> Required action:
Below are the entries; return every line among them that holds the word "Duration".

/---

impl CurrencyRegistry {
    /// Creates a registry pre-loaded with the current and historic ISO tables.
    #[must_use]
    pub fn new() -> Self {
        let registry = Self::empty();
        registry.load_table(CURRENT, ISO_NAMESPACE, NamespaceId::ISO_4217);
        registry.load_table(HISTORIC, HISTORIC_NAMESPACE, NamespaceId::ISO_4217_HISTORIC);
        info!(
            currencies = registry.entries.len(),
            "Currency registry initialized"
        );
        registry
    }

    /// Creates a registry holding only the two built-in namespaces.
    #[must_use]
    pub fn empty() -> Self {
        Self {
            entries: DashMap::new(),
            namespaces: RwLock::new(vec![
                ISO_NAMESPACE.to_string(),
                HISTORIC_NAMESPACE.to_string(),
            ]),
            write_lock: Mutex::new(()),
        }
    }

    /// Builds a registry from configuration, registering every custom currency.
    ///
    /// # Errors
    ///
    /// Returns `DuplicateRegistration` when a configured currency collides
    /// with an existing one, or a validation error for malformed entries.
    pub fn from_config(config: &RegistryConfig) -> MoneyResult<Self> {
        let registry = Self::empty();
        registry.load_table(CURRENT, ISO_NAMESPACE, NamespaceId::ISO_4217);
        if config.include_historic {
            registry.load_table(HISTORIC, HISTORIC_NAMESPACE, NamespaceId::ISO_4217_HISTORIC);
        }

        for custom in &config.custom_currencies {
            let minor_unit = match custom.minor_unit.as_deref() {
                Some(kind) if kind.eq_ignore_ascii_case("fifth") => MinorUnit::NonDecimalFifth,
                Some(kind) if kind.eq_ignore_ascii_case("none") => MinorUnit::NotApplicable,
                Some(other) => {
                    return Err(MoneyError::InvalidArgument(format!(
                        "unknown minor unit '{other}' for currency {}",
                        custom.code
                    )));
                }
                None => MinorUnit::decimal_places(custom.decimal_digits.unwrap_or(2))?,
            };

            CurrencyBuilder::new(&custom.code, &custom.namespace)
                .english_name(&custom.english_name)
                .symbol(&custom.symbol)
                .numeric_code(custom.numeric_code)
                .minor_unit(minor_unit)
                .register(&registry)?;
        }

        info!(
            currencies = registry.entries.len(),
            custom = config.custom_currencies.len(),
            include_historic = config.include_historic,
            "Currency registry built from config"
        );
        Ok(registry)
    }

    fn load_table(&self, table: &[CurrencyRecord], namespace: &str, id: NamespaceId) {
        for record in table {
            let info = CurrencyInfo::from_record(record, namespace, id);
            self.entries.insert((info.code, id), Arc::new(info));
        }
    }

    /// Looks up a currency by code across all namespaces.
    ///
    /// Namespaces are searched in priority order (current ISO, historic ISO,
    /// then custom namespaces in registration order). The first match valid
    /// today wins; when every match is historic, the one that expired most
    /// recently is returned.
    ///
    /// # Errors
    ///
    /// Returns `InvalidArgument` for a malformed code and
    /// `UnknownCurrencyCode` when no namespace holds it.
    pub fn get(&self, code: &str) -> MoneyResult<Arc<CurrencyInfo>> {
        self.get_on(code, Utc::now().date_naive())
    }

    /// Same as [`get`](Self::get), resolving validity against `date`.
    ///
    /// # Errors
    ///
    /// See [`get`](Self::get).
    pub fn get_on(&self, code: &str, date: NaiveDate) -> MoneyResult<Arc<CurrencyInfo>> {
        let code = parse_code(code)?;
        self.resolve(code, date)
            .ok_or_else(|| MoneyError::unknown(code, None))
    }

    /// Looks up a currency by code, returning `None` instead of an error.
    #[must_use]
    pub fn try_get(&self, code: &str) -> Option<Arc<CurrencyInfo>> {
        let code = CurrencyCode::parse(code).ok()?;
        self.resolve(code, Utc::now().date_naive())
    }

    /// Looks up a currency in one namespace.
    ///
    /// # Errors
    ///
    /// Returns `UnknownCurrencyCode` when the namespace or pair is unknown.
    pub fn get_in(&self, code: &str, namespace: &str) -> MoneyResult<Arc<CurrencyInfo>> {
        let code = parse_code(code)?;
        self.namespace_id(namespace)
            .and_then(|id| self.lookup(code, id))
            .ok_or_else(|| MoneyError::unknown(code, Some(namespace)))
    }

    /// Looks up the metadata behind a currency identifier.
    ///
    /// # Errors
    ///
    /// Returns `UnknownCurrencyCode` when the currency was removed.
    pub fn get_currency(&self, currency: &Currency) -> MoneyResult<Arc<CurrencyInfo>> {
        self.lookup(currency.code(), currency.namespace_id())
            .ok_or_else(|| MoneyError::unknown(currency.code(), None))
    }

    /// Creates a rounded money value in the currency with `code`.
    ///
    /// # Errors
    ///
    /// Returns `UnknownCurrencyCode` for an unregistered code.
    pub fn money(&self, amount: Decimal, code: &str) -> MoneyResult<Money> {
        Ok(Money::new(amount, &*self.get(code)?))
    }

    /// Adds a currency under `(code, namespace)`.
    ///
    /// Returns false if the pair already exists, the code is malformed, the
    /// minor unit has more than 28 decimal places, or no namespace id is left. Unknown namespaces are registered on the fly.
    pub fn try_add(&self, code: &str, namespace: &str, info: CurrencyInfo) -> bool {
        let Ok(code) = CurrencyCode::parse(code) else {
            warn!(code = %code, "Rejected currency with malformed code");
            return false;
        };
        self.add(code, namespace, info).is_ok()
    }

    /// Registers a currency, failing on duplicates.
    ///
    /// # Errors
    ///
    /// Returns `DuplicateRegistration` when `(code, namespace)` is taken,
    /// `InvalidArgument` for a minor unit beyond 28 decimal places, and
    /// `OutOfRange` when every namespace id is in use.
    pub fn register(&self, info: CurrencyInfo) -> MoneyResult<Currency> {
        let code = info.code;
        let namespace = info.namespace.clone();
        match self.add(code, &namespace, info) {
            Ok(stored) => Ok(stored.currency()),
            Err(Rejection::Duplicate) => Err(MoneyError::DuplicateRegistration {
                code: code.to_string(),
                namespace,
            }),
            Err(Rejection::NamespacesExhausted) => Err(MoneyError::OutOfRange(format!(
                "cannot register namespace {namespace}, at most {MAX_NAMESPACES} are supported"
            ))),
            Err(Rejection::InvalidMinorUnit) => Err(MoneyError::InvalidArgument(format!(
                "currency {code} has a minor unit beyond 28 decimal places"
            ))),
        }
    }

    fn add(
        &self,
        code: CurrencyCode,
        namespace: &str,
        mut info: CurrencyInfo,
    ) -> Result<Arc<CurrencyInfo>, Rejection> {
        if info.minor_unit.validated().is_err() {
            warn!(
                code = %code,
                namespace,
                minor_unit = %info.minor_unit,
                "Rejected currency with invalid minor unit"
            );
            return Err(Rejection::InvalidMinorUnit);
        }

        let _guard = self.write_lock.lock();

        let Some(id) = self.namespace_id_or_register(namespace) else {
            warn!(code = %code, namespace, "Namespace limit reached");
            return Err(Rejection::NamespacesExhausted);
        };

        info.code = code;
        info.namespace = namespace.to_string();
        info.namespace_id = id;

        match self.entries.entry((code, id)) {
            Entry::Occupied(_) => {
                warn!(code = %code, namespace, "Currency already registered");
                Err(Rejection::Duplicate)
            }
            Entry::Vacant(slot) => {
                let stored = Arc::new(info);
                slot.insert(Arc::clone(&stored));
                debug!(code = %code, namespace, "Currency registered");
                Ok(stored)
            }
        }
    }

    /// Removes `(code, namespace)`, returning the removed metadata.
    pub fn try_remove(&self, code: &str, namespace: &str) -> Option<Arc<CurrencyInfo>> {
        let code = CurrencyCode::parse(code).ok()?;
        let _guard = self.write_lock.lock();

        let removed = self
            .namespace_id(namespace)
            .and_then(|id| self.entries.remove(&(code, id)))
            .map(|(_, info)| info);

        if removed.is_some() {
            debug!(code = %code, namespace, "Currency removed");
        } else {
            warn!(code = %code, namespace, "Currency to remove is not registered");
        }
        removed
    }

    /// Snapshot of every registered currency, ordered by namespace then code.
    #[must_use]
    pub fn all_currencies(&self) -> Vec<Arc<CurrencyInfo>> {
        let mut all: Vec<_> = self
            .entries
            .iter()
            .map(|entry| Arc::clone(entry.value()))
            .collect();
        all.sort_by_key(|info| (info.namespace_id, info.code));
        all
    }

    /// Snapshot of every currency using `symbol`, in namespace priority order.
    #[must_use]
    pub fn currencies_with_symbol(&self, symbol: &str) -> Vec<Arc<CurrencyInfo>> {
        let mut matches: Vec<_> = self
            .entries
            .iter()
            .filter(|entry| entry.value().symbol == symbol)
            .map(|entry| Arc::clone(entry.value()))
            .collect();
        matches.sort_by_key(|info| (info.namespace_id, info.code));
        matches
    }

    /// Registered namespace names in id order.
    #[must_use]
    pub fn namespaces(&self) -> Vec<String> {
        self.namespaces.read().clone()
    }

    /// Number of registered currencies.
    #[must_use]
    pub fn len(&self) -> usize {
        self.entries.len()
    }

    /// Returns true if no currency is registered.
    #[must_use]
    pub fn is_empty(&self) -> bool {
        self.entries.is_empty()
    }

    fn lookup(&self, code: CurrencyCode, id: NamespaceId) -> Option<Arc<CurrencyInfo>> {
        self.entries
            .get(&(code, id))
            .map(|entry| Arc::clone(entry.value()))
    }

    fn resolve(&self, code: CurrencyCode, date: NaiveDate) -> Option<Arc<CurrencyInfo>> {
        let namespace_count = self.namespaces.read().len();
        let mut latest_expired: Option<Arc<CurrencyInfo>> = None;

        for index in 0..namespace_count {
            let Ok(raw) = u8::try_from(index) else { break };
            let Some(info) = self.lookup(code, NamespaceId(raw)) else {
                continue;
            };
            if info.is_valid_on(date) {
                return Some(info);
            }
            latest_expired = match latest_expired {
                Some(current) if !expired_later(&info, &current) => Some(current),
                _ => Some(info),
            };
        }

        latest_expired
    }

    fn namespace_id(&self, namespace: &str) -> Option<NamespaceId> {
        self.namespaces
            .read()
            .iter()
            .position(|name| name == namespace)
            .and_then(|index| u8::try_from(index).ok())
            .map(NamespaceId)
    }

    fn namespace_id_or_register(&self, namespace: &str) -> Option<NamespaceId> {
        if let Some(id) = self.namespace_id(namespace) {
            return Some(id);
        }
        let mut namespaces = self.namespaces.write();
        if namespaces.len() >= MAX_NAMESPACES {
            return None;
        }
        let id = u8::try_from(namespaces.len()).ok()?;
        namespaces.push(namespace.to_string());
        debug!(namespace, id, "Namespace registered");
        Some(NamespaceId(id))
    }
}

\---
/---

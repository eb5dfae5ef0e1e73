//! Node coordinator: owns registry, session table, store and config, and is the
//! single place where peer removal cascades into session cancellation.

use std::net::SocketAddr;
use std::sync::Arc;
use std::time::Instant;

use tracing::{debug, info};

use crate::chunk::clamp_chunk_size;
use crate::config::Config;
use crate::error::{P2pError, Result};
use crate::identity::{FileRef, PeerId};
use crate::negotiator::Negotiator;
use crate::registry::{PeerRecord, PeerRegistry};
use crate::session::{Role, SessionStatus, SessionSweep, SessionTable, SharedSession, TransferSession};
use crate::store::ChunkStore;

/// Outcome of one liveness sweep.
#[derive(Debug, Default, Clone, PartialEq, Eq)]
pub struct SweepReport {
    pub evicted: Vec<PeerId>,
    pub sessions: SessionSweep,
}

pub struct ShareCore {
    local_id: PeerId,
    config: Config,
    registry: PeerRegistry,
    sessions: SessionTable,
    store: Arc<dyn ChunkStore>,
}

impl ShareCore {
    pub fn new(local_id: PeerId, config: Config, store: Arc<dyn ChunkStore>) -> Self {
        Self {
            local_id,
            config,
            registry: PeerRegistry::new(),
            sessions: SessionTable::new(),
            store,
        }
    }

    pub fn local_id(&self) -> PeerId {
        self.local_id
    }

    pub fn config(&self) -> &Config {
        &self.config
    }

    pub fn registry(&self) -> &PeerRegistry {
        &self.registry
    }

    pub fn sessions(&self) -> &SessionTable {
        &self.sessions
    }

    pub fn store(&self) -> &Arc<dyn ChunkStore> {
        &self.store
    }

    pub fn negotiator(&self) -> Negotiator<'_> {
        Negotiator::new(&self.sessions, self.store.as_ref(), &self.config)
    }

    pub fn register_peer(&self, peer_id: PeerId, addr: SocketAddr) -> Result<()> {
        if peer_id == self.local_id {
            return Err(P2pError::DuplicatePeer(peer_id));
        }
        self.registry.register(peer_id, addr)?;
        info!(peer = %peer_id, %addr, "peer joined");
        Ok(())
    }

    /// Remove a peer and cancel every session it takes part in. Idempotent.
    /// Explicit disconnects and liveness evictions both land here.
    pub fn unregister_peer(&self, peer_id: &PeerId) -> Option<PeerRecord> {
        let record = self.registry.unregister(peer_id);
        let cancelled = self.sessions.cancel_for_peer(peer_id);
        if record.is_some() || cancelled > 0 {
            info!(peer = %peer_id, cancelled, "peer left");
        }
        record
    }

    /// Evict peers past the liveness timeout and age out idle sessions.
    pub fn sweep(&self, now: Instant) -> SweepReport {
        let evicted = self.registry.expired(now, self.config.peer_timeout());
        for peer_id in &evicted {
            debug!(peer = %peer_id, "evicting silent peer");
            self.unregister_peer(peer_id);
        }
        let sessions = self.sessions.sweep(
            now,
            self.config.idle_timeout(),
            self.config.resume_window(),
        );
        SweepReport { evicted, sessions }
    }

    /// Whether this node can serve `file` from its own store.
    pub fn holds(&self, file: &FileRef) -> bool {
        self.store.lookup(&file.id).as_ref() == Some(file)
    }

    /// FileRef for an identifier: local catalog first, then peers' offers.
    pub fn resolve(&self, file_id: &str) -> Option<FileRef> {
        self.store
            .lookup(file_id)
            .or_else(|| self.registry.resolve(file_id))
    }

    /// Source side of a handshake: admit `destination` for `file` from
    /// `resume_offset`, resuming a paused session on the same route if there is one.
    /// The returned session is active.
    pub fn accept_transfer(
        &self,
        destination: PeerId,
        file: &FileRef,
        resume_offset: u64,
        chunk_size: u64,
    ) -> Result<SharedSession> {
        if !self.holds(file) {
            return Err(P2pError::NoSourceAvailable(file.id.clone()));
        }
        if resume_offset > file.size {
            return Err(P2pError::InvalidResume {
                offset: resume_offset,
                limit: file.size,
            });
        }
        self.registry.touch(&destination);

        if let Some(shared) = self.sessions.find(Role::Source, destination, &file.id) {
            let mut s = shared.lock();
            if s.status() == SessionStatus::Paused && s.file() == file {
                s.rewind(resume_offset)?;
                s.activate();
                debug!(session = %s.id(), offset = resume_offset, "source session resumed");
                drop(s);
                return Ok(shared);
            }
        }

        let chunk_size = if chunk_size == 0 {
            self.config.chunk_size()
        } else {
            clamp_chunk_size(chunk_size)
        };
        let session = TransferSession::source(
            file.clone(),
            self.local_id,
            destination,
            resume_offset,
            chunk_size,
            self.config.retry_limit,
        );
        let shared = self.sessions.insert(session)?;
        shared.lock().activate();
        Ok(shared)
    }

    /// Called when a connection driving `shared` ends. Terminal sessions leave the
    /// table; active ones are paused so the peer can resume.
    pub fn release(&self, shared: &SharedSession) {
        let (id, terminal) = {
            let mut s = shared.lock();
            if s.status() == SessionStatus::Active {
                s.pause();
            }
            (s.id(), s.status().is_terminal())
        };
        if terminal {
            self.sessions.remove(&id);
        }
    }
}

\---
/---

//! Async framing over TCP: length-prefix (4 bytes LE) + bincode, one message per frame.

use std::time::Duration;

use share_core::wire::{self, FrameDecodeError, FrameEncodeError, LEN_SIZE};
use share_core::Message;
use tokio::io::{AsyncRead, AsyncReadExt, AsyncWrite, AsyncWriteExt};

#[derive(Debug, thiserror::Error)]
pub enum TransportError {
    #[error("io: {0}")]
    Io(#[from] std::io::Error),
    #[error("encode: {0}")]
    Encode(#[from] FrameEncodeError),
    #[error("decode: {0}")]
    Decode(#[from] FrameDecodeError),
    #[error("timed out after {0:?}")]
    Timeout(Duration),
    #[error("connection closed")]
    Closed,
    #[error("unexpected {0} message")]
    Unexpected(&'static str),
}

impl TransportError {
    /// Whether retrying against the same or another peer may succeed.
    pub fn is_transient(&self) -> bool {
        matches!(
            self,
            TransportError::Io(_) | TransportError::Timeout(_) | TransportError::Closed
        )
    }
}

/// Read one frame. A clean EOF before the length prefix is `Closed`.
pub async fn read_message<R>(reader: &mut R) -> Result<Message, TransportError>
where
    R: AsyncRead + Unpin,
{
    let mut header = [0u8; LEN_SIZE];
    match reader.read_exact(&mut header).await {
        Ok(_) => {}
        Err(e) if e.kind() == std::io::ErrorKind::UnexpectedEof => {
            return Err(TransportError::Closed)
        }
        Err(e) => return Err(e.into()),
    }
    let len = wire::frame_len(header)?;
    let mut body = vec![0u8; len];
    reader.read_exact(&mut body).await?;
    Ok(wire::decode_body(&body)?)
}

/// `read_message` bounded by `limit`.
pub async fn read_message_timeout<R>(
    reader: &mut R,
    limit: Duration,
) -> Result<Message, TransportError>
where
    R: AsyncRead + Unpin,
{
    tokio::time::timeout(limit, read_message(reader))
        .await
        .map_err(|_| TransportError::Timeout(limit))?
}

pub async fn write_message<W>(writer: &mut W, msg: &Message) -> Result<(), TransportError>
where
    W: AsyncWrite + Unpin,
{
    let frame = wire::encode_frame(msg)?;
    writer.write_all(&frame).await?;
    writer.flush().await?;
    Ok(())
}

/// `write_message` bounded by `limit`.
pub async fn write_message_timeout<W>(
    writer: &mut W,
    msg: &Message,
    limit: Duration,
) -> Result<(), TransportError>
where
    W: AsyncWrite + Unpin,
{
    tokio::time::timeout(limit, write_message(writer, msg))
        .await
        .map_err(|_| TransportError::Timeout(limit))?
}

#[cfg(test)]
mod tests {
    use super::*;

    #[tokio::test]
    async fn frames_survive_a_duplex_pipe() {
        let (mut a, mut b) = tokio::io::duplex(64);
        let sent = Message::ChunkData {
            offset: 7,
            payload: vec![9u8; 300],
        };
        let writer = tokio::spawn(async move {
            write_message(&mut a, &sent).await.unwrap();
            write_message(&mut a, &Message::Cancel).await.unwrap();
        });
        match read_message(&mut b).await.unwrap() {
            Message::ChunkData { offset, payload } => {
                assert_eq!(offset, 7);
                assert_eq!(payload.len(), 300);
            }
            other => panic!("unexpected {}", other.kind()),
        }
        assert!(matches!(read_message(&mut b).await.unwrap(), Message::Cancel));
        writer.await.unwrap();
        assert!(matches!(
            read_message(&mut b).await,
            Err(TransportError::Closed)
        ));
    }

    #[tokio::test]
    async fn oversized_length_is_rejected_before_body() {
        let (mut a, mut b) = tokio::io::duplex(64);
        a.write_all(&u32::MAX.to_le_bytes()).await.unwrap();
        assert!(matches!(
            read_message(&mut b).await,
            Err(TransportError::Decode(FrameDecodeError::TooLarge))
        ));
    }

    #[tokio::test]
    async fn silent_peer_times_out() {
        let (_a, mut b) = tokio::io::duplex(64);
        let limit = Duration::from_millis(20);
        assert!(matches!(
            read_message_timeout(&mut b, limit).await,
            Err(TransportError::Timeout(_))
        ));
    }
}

\---

> Answer space:
use std::time::Duration;
    Timeout(Duration),
    limit: Duration,
    limit: Duration,
        let limit = Duration::from_millis(20);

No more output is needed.